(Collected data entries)
=== Begin Enclosure ===
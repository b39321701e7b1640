//! PNM carriers: P6 (PPM) and P7 (PAM).
//!
//! Only color tuple types are accepted (RGB, RGB_ALPHA), at maxval 255 or
//! 65535. Other maxvals would be rescaled on output, which changes samples.
//!
//! Credits: Header handling draws from [zune-ppm](https://github.com/etemesi254/zune-image)
//! by Caleb Etemesi (MIT/Apache-2.0/Zlib licensed).

mod decode;
mod encode;

use enough::Stop;

use crate::error::BitmapError;
use crate::grid::{CarrierGrid, SampleDepth};
use crate::limits::Limits;

/// Which PNM sub-format to use.
#[derive(Clone, Copy, Debug, PartialEq, Eq)]
pub(crate) enum PnmFormat {
    /// P6, binary RGB (PPM).
    Ppm,
    /// P7, PAM with TUPLTYPE header.
    Pam,
}

/// Parsed PNM header (internal).
pub(crate) struct PnmHeader {
    pub width: u32,
    pub height: u32,
    pub depth: SampleDepth,
    /// Samples per pixel: 3 or 4.
    pub channels: usize,
    pub data_offset: usize,
}

/// Decode PPM or PAM data into a carrier grid.
pub(crate) fn decode(
    data: &[u8],
    limits: Option<&Limits>,
    stop: &dyn Stop,
) -> Result<CarrierGrid, BitmapError> {
    let header = decode::parse_header(data)?;
    if let Some(limits) = limits {
        limits.check(header.width, header.height)?;
    }
    stop.check()?;
    let pixel_data = data
        .get(header.data_offset..)
        .ok_or(BitmapError::UnexpectedEof)?;
    decode::decode_samples(pixel_data, &header, stop)
}

/// Encode a carrier grid as PPM or PAM at the grid's own sample depth.
pub(crate) fn encode(
    grid: &CarrierGrid,
    format: PnmFormat,
    stop: &dyn Stop,
) -> Result<Vec<u8>, BitmapError> {
    encode::encode_pnm(grid, format, stop)
}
=== End Enclosure ===
§ THE TASK:
Each line above, from the one that contains "if let Some(limits)" to the last line of the records, should be repeated exactly. Leave out all others.

§ ANSWER TO THIS TASK:
    if let Some(limits) = limits {
        limits.check(header.width, header.height)?;
    }
    stop.check()?;
    let pixel_data = data
        .get(header.data_offset..)
        .ok_or(BitmapError::UnexpectedEof)?;
    decode::decode_samples(pixel_data, &header, stop)
}

/// Encode a carrier grid as PPM or PAM at the grid's own sample depth.
pub(crate) fn encode(
    grid: &CarrierGrid,
    format: PnmFormat,
    stop: &dyn Stop,
) -> Result<Vec<u8>, BitmapError> {
    encode::encode_pnm(grid, format, stop)
}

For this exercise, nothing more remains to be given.